Читаем Долгое эхо. Шереметевы на фоне русской истории полностью

– Взгляните вон на того человека у китайской вазы – знаете, кто это?.. Кологривов Дмитрий Михайлович, великий шутник! С ним никто не скучает… Однажды он вытащил стул из-под секретаря одного дипломата, но так ловко, что тут же и подхватил его… Какой любитель розыгрышей!.. Явился к некой барыне Зыбиной неузнаваемый, в платье нищенки. Да еще с ним князь Голицын… Заголосили дуэтом: подайте странникам убогим! монашкам неприкаянным!.. Ребячество, конечно, однако барыня поверила, бросилась за деньгами в комнату, – кто ж не подаст нищим? А когда вернулась – что за картина предстала ее взору? Один в платье чухонки, другой – старой мещанки, и оба с бубнами! И так отплясывают, что пол трещит!
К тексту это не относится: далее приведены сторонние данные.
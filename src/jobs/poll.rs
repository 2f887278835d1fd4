//! Poll-until-terminal for remote tasks (video generation, LoRA training).

use std::time::Duration;

use async_trait::async_trait;
use reqwest::{Client, header::AUTHORIZATION};
use serde_json::Value;
use tokio::time::{Instant, sleep_until, timeout_at};

use crate::{
    foundation::error::{CarouselError, CarouselResult},
    generate::http::{json_or_error, str_at},
};

#[derive(Clone, Copy, Debug, PartialEq, Eq)]
pub struct PollOpts {
    pub interval: Duration,
    /// Wall-clock bound on the whole poll, status requests included.
    pub timeout: Duration,
    pub max_consecutive_failures: u32,
}

impl Default for PollOpts {
    fn default() -> Self {
        Self {
            interval: Duration::from_secs(5),
            timeout: Duration::from_secs(600),
            max_consecutive_failures: 5,
        }
    }
}

/// State a remote task reports on one status query.
#[derive(Clone, Debug, PartialEq)]
pub enum TaskState {
    Pending { detail: Option<String> },
    Completed(Value),
    Failed(String),
}

/// One remote task's status endpoint. An `Err` from `check` counts as transient.
#[async_trait]
pub trait TaskStatusSource: Send + Sync {
    async fn check(&self) -> CarouselResult<TaskState>;
}

#[derive(Clone, Debug, PartialEq)]
pub enum PollPhase {
    Pending,
    Polling { attempt: u32, failures: u32 },
    Succeeded(Value),
    Failed(String),
    TimedOut(String),
    Exhausted(String),
}

impl PollPhase {
    pub fn is_terminal(&self) -> bool {
        !matches!(self, Self::Pending | Self::Polling { .. })
    }

    fn into_result(self) -> CarouselResult<Value> {
        match self {
            Self::Succeeded(value) => Ok(value),
            Self::Failed(reason) => Err(CarouselError::generation_failed(reason)),
            Self::TimedOut(msg) | Self::Exhausted(msg) => Err(CarouselError::polling_exhausted(msg)),
            Self::Pending | Self::Polling { .. } => Err(CarouselError::polling_exhausted(
                "poll stopped before reaching a terminal state",
            )),
        }
    }
}

async fn advance(
    phase: PollPhase,
    source: &dyn TaskStatusSource,
    opts: &PollOpts,
    deadline: Instant,
) -> PollPhase {
    let (attempt, failures) = match phase {
        PollPhase::Pending => return PollPhase::Polling { attempt: 0, failures: 0 },
        PollPhase::Polling { attempt, failures } => (attempt, failures),
        terminal => return terminal,
    };

    sleep_until((Instant::now() + opts.interval).min(deadline)).await;
    let timed_out = || PollPhase::TimedOut(format!("no terminal state after {:?}", opts.timeout));
    if Instant::now() >= deadline {
        return timed_out();
    }

    match timeout_at(deadline, source.check()).await {
        Err(_) => timed_out(),
        Ok(Ok(TaskState::Pending { detail })) => {
            tracing::debug!(attempt, detail = detail.as_deref().unwrap_or("-"), "task pending");
            PollPhase::Polling {
                attempt: attempt + 1,
                failures: 0,
            }
        }
        Ok(Ok(TaskState::Completed(value))) => PollPhase::Succeeded(value),
        Ok(Ok(TaskState::Failed(reason))) => PollPhase::Failed(reason),
        Ok(Err(err)) => {
            let failures = failures + 1;
            tracing::warn!(attempt, failures, error = %err, "status check failed");
            if failures >= opts.max_consecutive_failures {
                PollPhase::Exhausted(format!(
                    "{failures} consecutive status failures, last: {err}"
                ))
            } else {
                PollPhase::Polling {
                    attempt: attempt + 1,
                    failures,
                }
            }
        }
    }
}

/// Query `source` every `opts.interval` until it completes, fails, or the bounds run out.
///
/// `Completed` yields the result payload. `Failed` is terminal and never retried. Transient
/// errors are retried until `max_consecutive_failures` in a row; a success resets the count.
#[tracing::instrument(level = "debug", skip_all)]
pub async fn poll_until_terminal(
    source: &dyn TaskStatusSource,
    opts: PollOpts,
) -> CarouselResult<Value> {
    let deadline = Instant::now() + opts.timeout;
    let mut phase = PollPhase::Pending;
    while !phase.is_terminal() {
        phase = advance(phase, source, &opts, deadline).await;
    }
    phase.into_result()
}

/// A request on the fal.ai queue, as returned by a queue submit.
#[derive(Clone, Debug)]
pub struct FalQueueTask {
    http: Client,
    key: String,
    pub request_id: String,
    pub status_url: String,
    pub response_url: String,
}

impl FalQueueTask {
    pub fn from_submit(http: Client, key: &str, submit: &Value) -> CarouselResult<Self> {
        Ok(Self {
            http,
            key: key.to_string(),
            request_id: str_at("fal", submit, "/request_id")?.to_string(),
            status_url: str_at("fal", submit, "/status_url")?.to_string(),
            response_url: str_at("fal", submit, "/response_url")?.to_string(),
        })
    }

    async fn get(&self, url: &str) -> CarouselResult<Value> {
        let resp = self
            .http
            .get(url)
            .header(AUTHORIZATION, format!("Key {}", self.key))
            .send()
            .await?;
        json_or_error("fal", resp).await
    }
}

fn error_text(body: &Value) -> Option<String> {
    match body.get("error")? {
        Value::Null => None,
        Value::String(s) => Some(s.clone()),
        other => Some(other.to_string()),
    }
}

#[async_trait]
impl TaskStatusSource for FalQueueTask {
    async fn check(&self) -> CarouselResult<TaskState> {
        let status = self.get(&self.status_url).await?;
        let state = status.get("status").and_then(Value::as_str).unwrap_or("");
        match state {
            "COMPLETED" => {
                if let Some(reason) = error_text(&status) {
                    return Ok(TaskState::Failed(reason));
                }
                match status.get("response") {
                    Some(resp) if !resp.is_null() => Ok(TaskState::Completed(resp.clone())),
                    _ => Ok(TaskState::Completed(self.get(&self.response_url).await?)),
                }
            }
            "FAILED" | "ERROR" => {
                let reason = error_text(&status).unwrap_or_else(|| {
                    let raw = status.to_string();
                    raw.chars().take(300).collect()
                });
                Ok(TaskState::Failed(reason))
            }
            other => Ok(TaskState::Pending {
                detail: Some(match status.get("queue_position").and_then(Value::as_u64) {
                    Some(pos) => format!("{other} (queue position {pos})"),
                    None => other.to_string(),
                }),
            }),
        }
    }
}

#[cfg(test)]
#[path = "../../tests/unit/jobs/poll.rs"]
mod tests;
use crate::foundation::{
    core::Rect,
    error::{CarouselError, CarouselResult},
};

/// Height of the reference canvas the vertical safe-zone insets are authored against.
const REFERENCE_HEIGHT: f64 = 1920.0;
const REFERENCE_TOP_INSET: f64 = 120.0;
const REFERENCE_BOTTOM_INSET: f64 = 200.0;
const SIDE_INSET: u32 = 90;
const CANVAS_WIDTH: u32 = 1080;

/// Supported slide aspect ratios.
#[derive(Clone, Copy, Debug, Default, PartialEq, Eq, Hash, serde::Serialize, serde::Deserialize)]
#[serde(from = "String", into = "String")]
pub enum AspectRatio {
    #[default]
    Portrait9x16,
    Portrait4x5,
    Square,
}

impl AspectRatio {
    pub const ALL: [AspectRatio; 3] = [Self::Portrait9x16, Self::Portrait4x5, Self::Square];

    /// Total: unknown or missing tags fall back to `9:16`.
    pub fn parse(tag: &str) -> Self {
        match tag.trim() {
            "9:16" => Self::Portrait9x16,
            "4:5" => Self::Portrait4x5,
            "1:1" => Self::Square,
            other => {
                if !other.is_empty() {
                    tracing::debug!(tag = other, "unknown aspect ratio, using 9:16");
                }
                Self::default()
            }
        }
    }

    pub fn tag(self) -> &'static str {
        match self {
            Self::Portrait9x16 => "9:16",
            Self::Portrait4x5 => "4:5",
            Self::Square => "1:1",
        }
    }

    pub fn dimensions(self) -> (u32, u32) {
        match self {
            Self::Portrait9x16 => (CANVAS_WIDTH, 1920),
            Self::Portrait4x5 => (CANVAS_WIDTH, 1350),
            Self::Square => (CANVAS_WIDTH, CANVAS_WIDTH),
        }
    }
}

impl From<String> for AspectRatio {
    fn from(value: String) -> Self {
        Self::parse(&value)
    }
}

impl From<AspectRatio> for String {
    fn from(value: AspectRatio) -> Self {
        value.tag().to_string()
    }
}

#[derive(Clone, Copy, Debug, PartialEq, Eq, serde::Serialize, serde::Deserialize)]
pub struct SafeZone {
    /// Pixels kept clear of the platform's top overlay.
    pub top: u32,
    /// Pixels kept clear of the caption and action bar at the bottom.
    pub bottom: u32,
    /// Left inset in pixels.
    pub left: u32,
    /// Right inset in pixels.
    pub right: u32,
}

#[derive(Clone, Copy, Debug, PartialEq, Eq, serde::Serialize, serde::Deserialize)]
#[serde(rename_all = "camelCase")]
pub struct CanvasSpec {
    /// Output width in pixels.
    pub width: u32,
    /// Output height in pixels.
    pub height: u32,
    /// Insets scaled to `height`, inside which copy and figures are placed.
    pub safe_zone: SafeZone,
}

impl CanvasSpec {
    pub fn for_aspect(aspect: AspectRatio) -> Self {
        let (width, height) = aspect.dimensions();
        let scale = f64::from(height) / REFERENCE_HEIGHT;
        Self {
            width,
            height,
            safe_zone: SafeZone {
                top: (REFERENCE_TOP_INSET * scale).round() as u32,
                bottom: (REFERENCE_BOTTOM_INSET * scale).round() as u32,
                left: SIDE_INSET,
                right: SIDE_INSET,
            },
        }
    }

    /// Interior rectangle left after removing the safe-zone insets.
    pub fn usable_rect(&self) -> CarouselResult<Rect> {
        let sz = self.safe_zone;
        let horizontal = sz.left.saturating_add(sz.right);
        let vertical = sz.top.saturating_add(sz.bottom);
        if self.width <= horizontal || self.height <= vertical {
            return Err(CarouselError::layout(format!(
                "safe zone leaves no usable area on a {}x{} canvas",
                self.width, self.height
            )));
        }
        Ok(Rect::new(
            f64::from(sz.left),
            f64::from(sz.top),
            f64::from(self.width - sz.right),
            f64::from(self.height - sz.bottom),
        ))
    }
}

/// Map an aspect-ratio tag to its canvas and safe zone.
pub fn resolve_canvas(tag: &str) -> CanvasSpec {
    CanvasSpec::for_aspect(AspectRatio::parse(tag))
}

#[cfg(test)]
#[path = "../../tests/unit/layout/canvas.rs"]
mod tests;
//! Vector rasterization through `usvg`/`resvg`.
//!
//! Every text and shape layer is described as a small SVG document and rasterized here into a
//! premultiplied [`Surface`]. The font database is loaded once and shared read-only, so repeated
//! renders of the same document are byte-identical.

use std::{
    path::{Path, PathBuf},
    sync::Arc,
};

use anyhow::Context;
use resvg::tiny_skia;

use crate::{
    foundation::error::{CarouselError, CarouselResult},
    render::surface::Surface,
};

#[derive(Clone)]
pub struct Rasterizer {
    fontdb: Arc<usvg::fontdb::Database>,
}

impl std::fmt::Debug for Rasterizer {
    fn fmt(&self, f: &mut std::fmt::Formatter<'_>) -> std::fmt::Result {
        f.debug_struct("Rasterizer")
            .field("faces", &self.fontdb.len())
            .finish()
    }
}

impl Default for Rasterizer {
    fn default() -> Self {
        Self::new(&[])
    }
}

impl Rasterizer {
    /// System fonts plus any `.ttf`/`.otf`/`.ttc` files found directly in `font_dirs`.
    pub fn new(font_dirs: &[PathBuf]) -> Self {
        let mut db = usvg::fontdb::Database::new();
        db.load_system_fonts();
        for dir in font_dirs {
            load_fonts_from_dir(&mut db, dir);
        }
        tracing::debug!(faces = db.len(), "font database ready");
        Self {
            fontdb: Arc::new(db),
        }
    }

    /// Rasterize an SVG document at its declared pixel size.
    pub fn render_svg(&self, svg: &str) -> CarouselResult<Surface> {
        let opts = usvg::Options {
            fontdb: self.fontdb.clone(),
            font_resolver: make_font_resolver(),
            ..Default::default()
        };
        let tree = usvg::Tree::from_str(svg, &opts).context("parse svg document")?;
        let size = tree.size().to_int_size();
        let mut pixmap = tiny_skia::Pixmap::new(size.width(), size.height()).ok_or_else(|| {
            CarouselError::layout(format!(
                "svg declares unusable size {}x{}",
                size.width(),
                size.height()
            ))
        })?;
        resvg::render(&tree, tiny_skia::Transform::identity(), &mut pixmap.as_mut());
        Surface::from_pixmap(pixmap)
    }
}

/// Rotate `src` around its center by `angle_deg`, growing the canvas so no corner is clipped.
pub fn rotate_expanded(src: &Surface, angle_deg: f32) -> CarouselResult<Surface> {
    if angle_deg.abs() < 0.01 {
        return Ok(src.clone());
    }
    let rad = f64::from(angle_deg).to_radians();
    let (w, h) = (f64::from(src.width()), f64::from(src.height()));
    let (sin, cos) = (rad.sin().abs(), rad.cos().abs());
    let out_w = (w * cos + h * sin).ceil() as u32;
    let out_h = (w * sin + h * cos).ceil() as u32;

    let mut out = tiny_skia::Pixmap::new(out_w, out_h)
        .ok_or_else(|| CarouselError::layout("rotated surface has no usable dimensions"))?;
    let source = src.to_pixmap()?;
    let dx = (f64::from(out_w) - w) / 2.0;
    let dy = (f64::from(out_h) - h) / 2.0;
    let xform = tiny_skia::Transform::from_rotate_at(angle_deg, out_w as f32 / 2.0, out_h as f32 / 2.0)
        .pre_translate(dx as f32, dy as f32);
    let paint = tiny_skia::PixmapPaint {
        quality: tiny_skia::FilterQuality::Bilinear,
        ..Default::default()
    };
    out.draw_pixmap(0, 0, source.as_ref(), &paint, xform, None);
    Surface::from_pixmap(out)
}

/// Escape text for inclusion in SVG character data or attribute values.
pub fn escape_xml(s: &str) -> String {
    let mut out = String::with_capacity(s.len());
    for ch in s.chars() {
        match ch {
            '&' => out.push_str("&amp;"),
            '<' => out.push_str("&lt;"),
            '>' => out.push_str("&gt;"),
            '"' => out.push_str("&quot;"),
            '\'' => out.push_str("&apos;"),
            c if c.is_control() => {}
            c => out.push(c),
        }
    }
    out
}

/// Open an SVG document of `width`x`height` pixels. Pair with `</svg>`.
pub fn svg_open(width: u32, height: u32) -> String {
    format!(
        r#"<svg xmlns="http://www.w3.org/2000/svg" width="{width}" height="{height}" viewBox="0 0 {width} {height}">"#
    )
}

fn load_fonts_from_dir(db: &mut usvg::fontdb::Database, dir: &Path) {
    let Ok(rd) = std::fs::read_dir(dir) else {
        tracing::warn!(dir = %dir.display(), "font directory is not readable");
        return;
    };

    for entry in rd.flatten() {
        let path = entry.path();
        let is_font = path
            .extension()
            .and_then(|s| s.to_str())
            .map(|ext| matches!(ext.to_ascii_lowercase().as_str(), "ttf" | "otf" | "ttc"))
            .unwrap_or(false);
        if path.is_file() && is_font && db.load_font_file(&path).is_err() {
            tracing::warn!(font = %path.display(), "skipping unreadable font");
        }
    }
}

/// Match the requested family list, then generic families, then any installed face.
fn make_font_resolver() -> usvg::FontResolver<'static> {
    use usvg::FontResolver;
    use usvg::fontdb::Family;

    FontResolver {
        select_font: Box::new(|font, fontdb| {
            let mut families: Vec<Family<'_>> = font
                .families()
                .iter()
                .map(|family| match family {
                    usvg::FontFamily::Serif => Family::Serif,
                    usvg::FontFamily::SansSerif => Family::SansSerif,
                    usvg::FontFamily::Cursive => Family::Cursive,
                    usvg::FontFamily::Fantasy => Family::Fantasy,
                    usvg::FontFamily::Monospace => Family::Monospace,
                    usvg::FontFamily::Named(s) => Family::Name(s),
                })
                .collect();
            families.push(Family::SansSerif);

            let style = match font.style() {
                usvg::FontStyle::Normal => usvg::fontdb::Style::Normal,
                usvg::FontStyle::Italic => usvg::fontdb::Style::Italic,
                usvg::FontStyle::Oblique => usvg::fontdb::Style::Oblique,
            };
            let query = usvg::fontdb::Query {
                families: &families,
                weight: usvg::fontdb::Weight(font.weight()),
                stretch: usvg::fontdb::Stretch::Normal,
                style,
            };

            fontdb
                .query(&query)
                .or_else(|| fontdb.faces().next().map(|f| f.id))
        }),
        select_fallback: FontResolver::default_fallback_selector(),
    }
}

#[cfg(test)]
#[path = "../../tests/unit/render/raster.rs"]
mod tests;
Да еще и припевают: «А мы едем во дворец, во дворец!» Барыня чуть не в обморок…

– Ну и как, наказаны были «шалуны?» – улыбаясь и оттого хорошея, спросил Шереметев.

– «Шалунам» был объявлен выговор, но! – карьера их не пострадала, а барыня великую жалобу написала.

К ним подошел тот самый князь Голицын – лицо его дышало лукавством, глядел заговорщически и, протянув руку Куракину, сказал: – Поспорим?.. Поспорим, что я нынче дерну великого князя за… волосы.

– Помилуй, князь, как можно? Он знает меру шуткам.

– А вот поглядим! – Голицын «завелся» и не отступал. – На что спорим?

– На дюжину бутылок настоящего рейнвейна, из погребов короля Фридриха! – Они ударили по рукам.

Московский гость не имел вкуса к таким шуткам и промолчал.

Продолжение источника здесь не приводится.